Não posso deixar de lembrar uma outra curiosidade, mas fica para depois…
4 comentários:
Acho que devia começar a escrever novelas. Cada capítulo que leio desta história deixa-me em suspense para o capítulo seguinte ;-)
Uma das críticas sistemáticas que se dirigem às Escolas Superiores de Educação é a que aponta para uma sobrevalorização da formação educacional relativamente à formação de natureza científica (saliento que considero estas designações pouco apropriadas e que só as utilizo tendo em conta a necessidade de me fazer entender). O que é que o Prof. Cândido de Freitas pensa desta observação?
PJ
Ao comentador anónimo
É difícil dizer o que penso em resposta rápida. Prometo que o assunto não deixará de ser ampliado em post futuro, mas para já direi o seguinte. O papel dos professores é diferente consoante os seus alunos. É diferente ter de gerir as aprendizagens de crianças de 10 anos de ter uma audiência de alunos universitários. Os alunos das ESEs destinam-se a escolas básicas e têm necessariamente de ter uma compreensão pedagógica do processo de ensino-aprendizagem que um professor universitário, não devendo ignorar, pode menos em atenção...
O conhecimento "científico" (tenho o mesmo embaraço que o meu leitor na designação) de matérias que devem ser aprendidas será, também, distinto: no primeiro caso está em causa a iniciação e a compreensão aos níveis etários respectivos; no segundo caso, há a suposição de que os alunos dominam os conhecimentos elementares (ou melhor, necessários) – trata-se de ampliar conhecimentos.
As ESEs terão, porventura, aqui e além, valorizado em demasia os aspectos pedagógicos, e em alguns casos os próprios currículos deveriam ser revistos para aligeirar a carga lectiva; adicionalmente alguns procedimentos metodológicos novos deveriam ser considerados. Mas a verdade é que os objectivos das ESEs não podem supor um grande aprofundamento das matérias científicas: o professor do 1º ciclo é generalista e o ano mais que se concedeu às variantes.. é apenas um ano.

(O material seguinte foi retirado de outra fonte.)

//! PostgreSQL-backed [`SurveyStore`].

use async_trait::async_trait;
use sqlx::{PgPool, Postgres, QueryBuilder};
use tempo_core::survey::RatingType;
use tempo_core::types::DbId;

use crate::models::survey::{
    CreateSurvey, CreateSurveyOption, CreateSurveyPage, SurveyOptionRow, SurveyPageRow,
    SurveyRecord, SurveyRow, UpdateSurvey,
};
use crate::store::{StoreError, SurveyStore};

/// Column list for `surveys` queries.
const SURVEY_COLUMNS: &str = "id, title, description, user_id, created_at";

/// Column list for `survey_pages` queries.
const PAGE_COLUMNS: &str = "id, survey_id, title, description, type, placeholder, \
    redirect_url, link_text, rating_type, low_label, high_label, rating_scale, allow_multiple";

/// Column list for `survey_options` queries.
const OPTION_COLUMNS: &str = "id, page_id, option_text";

#[derive(Debug, Clone)]
pub struct PgSurveyStore {
    pool: PgPool,
}

impl PgSurveyStore {
    pub fn new(pool: PgPool) -> Self {
        Self { pool }
    }

    pub fn pool(&self) -> &PgPool {
        &self.pool
    }

    /// Load pages and options for the given survey rows in two queries.
    async fn expand(&self, surveys: Vec<SurveyRow>) -> Result<Vec<SurveyRecord>, StoreError> {
        if surveys.is_empty() {
            return Ok(Vec::new());
        }
        let survey_ids: Vec<DbId> = surveys.iter().map(|s| s.id).collect();

        let query = format!(
            "SELECT {PAGE_COLUMNS} FROM survey_pages \
             WHERE survey_id = ANY($1) ORDER BY id"
        );
        let pages = sqlx::query_as::<_, SurveyPageRow>(&query)
            .bind(&survey_ids)
            .fetch_all(&self.pool)
            .await?;

        let page_ids: Vec<DbId> = pages.iter().map(|p| p.id).collect();
        let options = if page_ids.is_empty() {
            Vec::new()
        } else {
            let query = format!(
                "SELECT {OPTION_COLUMNS} FROM survey_options \
                 WHERE page_id = ANY($1) ORDER BY id"
            );
            sqlx::query_as::<_, SurveyOptionRow>(&query)
                .bind(&page_ids)
                .fetch_all(&self.pool)
                .await?
        };

        Ok(SurveyRecord::assemble(surveys, pages, options))
    }
}

#[async_trait]
impl SurveyStore for PgSurveyStore {
    async fn insert_survey(&self, input: &CreateSurvey) -> Result<SurveyRow, StoreError> {
        let query = format!(
            "INSERT INTO surveys (title, description, user_id)
             VALUES ($1, $2, $3)
             RETURNING {SURVEY_COLUMNS}"
        );
        let row = sqlx::query_as::<_, SurveyRow>(&query)
            .bind(&input.title)
            .bind(&input.description)
            .bind(&input.user_id)
            .fetch_one(&self.pool)
            .await?;
        Ok(row)
    }

    async fn insert_page(&self, input: &CreateSurveyPage) -> Result<SurveyPageRow, StoreError> {
        let query = format!(
            "INSERT INTO survey_pages
                (survey_id, title, description, type, placeholder, redirect_url, link_text,
                 rating_type, low_label, high_label, rating_scale, allow_multiple)
             VALUES ($1, $2, $3, $4, $5, $6, $7, $8, $9, $10, $11, $12)
             RETURNING {PAGE_COLUMNS}"
        );
        let row = sqlx::query_as::<_, SurveyPageRow>(&query)
            .bind(input.survey_id)
            .bind(&input.title)
            .bind(&input.description)
            .bind(input.page_type.as_str())
            .bind(&input.placeholder)
            .bind(&input.redirect_url)
            .bind(&input.link_text)
            .bind(input.rating_type.map(RatingType::as_str))
            .bind(&input.low_label)
            .bind(&input.high_label)
            .bind(input.rating_scale)
            .bind(input.allow_multiple)
            .fetch_one(&self.pool)
            .await?;
        Ok(row)
    }

    async fn insert_options(
        &self,
        options: &[CreateSurveyOption],
    ) -> Result<Vec<SurveyOptionRow>, StoreError> {
        if options.is_empty() {
            return Ok(Vec::new());
        }

        let mut builder =
            QueryBuilder::<Postgres>::new("INSERT INTO survey_options (page_id, option_text) ");
        builder.push_values(options, |mut row, option| {
            row.push_bind(option.page_id).push_bind(&option.option_text);
        });
        builder.push(format!(" RETURNING {OPTION_COLUMNS}"));

        let mut rows = builder
            .build_query_as::<SurveyOptionRow>()
            .fetch_all(&self.pool)
            .await?;
        // RETURNING order is not guaranteed; ids follow VALUES order.
        rows.sort_by_key(|r| r.id);
        Ok(rows)
    }

    async fn survey_exists(&self, id: DbId) -> Result<bool, StoreError> {
        let exists: bool =
            sqlx::query_scalar("SELECT EXISTS(SELECT 1 FROM surveys WHERE id = $1)")
            .bind(id)
            .fetch_one(&self.pool)
            .await?;
        Ok(exists)
    }

    async fn find_survey(&self, id: DbId) -> Result<Option<SurveyRecord>, StoreError> {
        let query = format!("SELECT {SURVEY_COLUMNS} FROM surveys WHERE id = $1");
        let Some(row) = sqlx::query_as::<_, SurveyRow>(&query)
            .bind(id)
            .fetch_optional(&self.pool)
            .await?
        else {
            return Ok(None);
        };
        Ok(self.expand(vec![row]).await?.into_iter().next())
    }

    async fn list_surveys_by_user(&self, user_id: &str) -> Result<Vec<SurveyRecord>, StoreError> {
        let query = format!(
            "SELECT {SURVEY_COLUMNS} FROM surveys
             WHERE user_id = $1
             ORDER BY created_at DESC, id DESC"
        );
        let rows = sqlx::query_as::<_, SurveyRow>(&query)
            .bind(user_id)
            .fetch_all(&self.pool)
            .await?;
        self.expand(rows).await
    }

    async fn list_page_ids(&self, survey_id: DbId) -> Result<Vec<DbId>, StoreError> {
        let ids = sqlx::query_scalar::<_, DbId>(
            "SELECT id FROM survey_pages WHERE survey_id = $1 ORDER BY id",
        )
            .bind(survey_id)
            .fetch_all(&self.pool)
            .await?;
        Ok(ids)
    }

    async fn delete_options_for_pages(&self, page_ids: &[DbId]) -> Result<u64, StoreError> {
        if page_ids.is_empty() {
            return Ok(0);
        }
        let result = sqlx::query("DELETE FROM survey_options WHERE page_id = ANY($1)")
            .bind(page_ids)
            .execute(&self.pool)
            .await?;
        Ok(result.rows_affected())
    }

    async fn delete_pages(&self, survey_id: DbId) -> Result<u64, StoreError> {
        let result = sqlx::query("DELETE FROM survey_pages WHERE survey_id = $1")
            .bind(survey_id)
            .execute(&self.pool)
            .await?;
        Ok(result.rows_affected())
    }

    async fn update_survey(
        &self,
        id: DbId,
        input: &UpdateSurvey,
    ) -> Result<Option<SurveyRow>, StoreError> {
        let query = format!(
            "UPDATE surveys SET title = $2, description = $3
             WHERE id = $1
             RETURNING {SURVEY_COLUMNS}"
        );
        let row = sqlx::query_as::<_, SurveyRow>(&query)
            .bind(id)
            .bind(&input.title)
            .bind(&input.description)
            .fetch_optional(&self.pool)
            .await?;
        Ok(row)
    }

    async fn delete_survey(&self, id: DbId) -> Result<u64, StoreError> {
        let result = sqlx::query("DELETE FROM surveys WHERE id = $1")
            .bind(id)
            .execute(&self.pool)
            .await?;
        Ok(result.rows_affected())
    }

    async fn ping(&self) -> Result<(), StoreError> {
        crate::health_check(&self.pool).await?;
        Ok(())
    }
}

Concluindo: não se pode nem deve retirar às ESEs a mais valia que representa a sua dimensão pedagógica, mas penso que de facto ela deve ser revista, inscrevendo-se nessa revisão alguma maior elaboração acerca do que pode ser melhorado no estudo e aprendizagem das disciplinas curriculares que não tenham a ver com a educação.
Aguardo que desenvolva posteriormente este tema que considero particularmente importante. Apenas duas observações. Em primeiro lugar, os licenciados pelas ESES podem dar aulas aos alunos do 3º ciclo desde a alteração à Lei de Bases da Educação introduzida no consulado de Marçal Grilo. Pessoalmente é meu entendimento que,pelo menos ao nível do 7º, 8º e 9º anos,um professor não pode ter uma formação científica superficial. Em segundo lugar, este anónimo é o PJ, o meu "nickname"ao nível dos blogs. Não deixo de ser anónimo mas um anónimo com nome.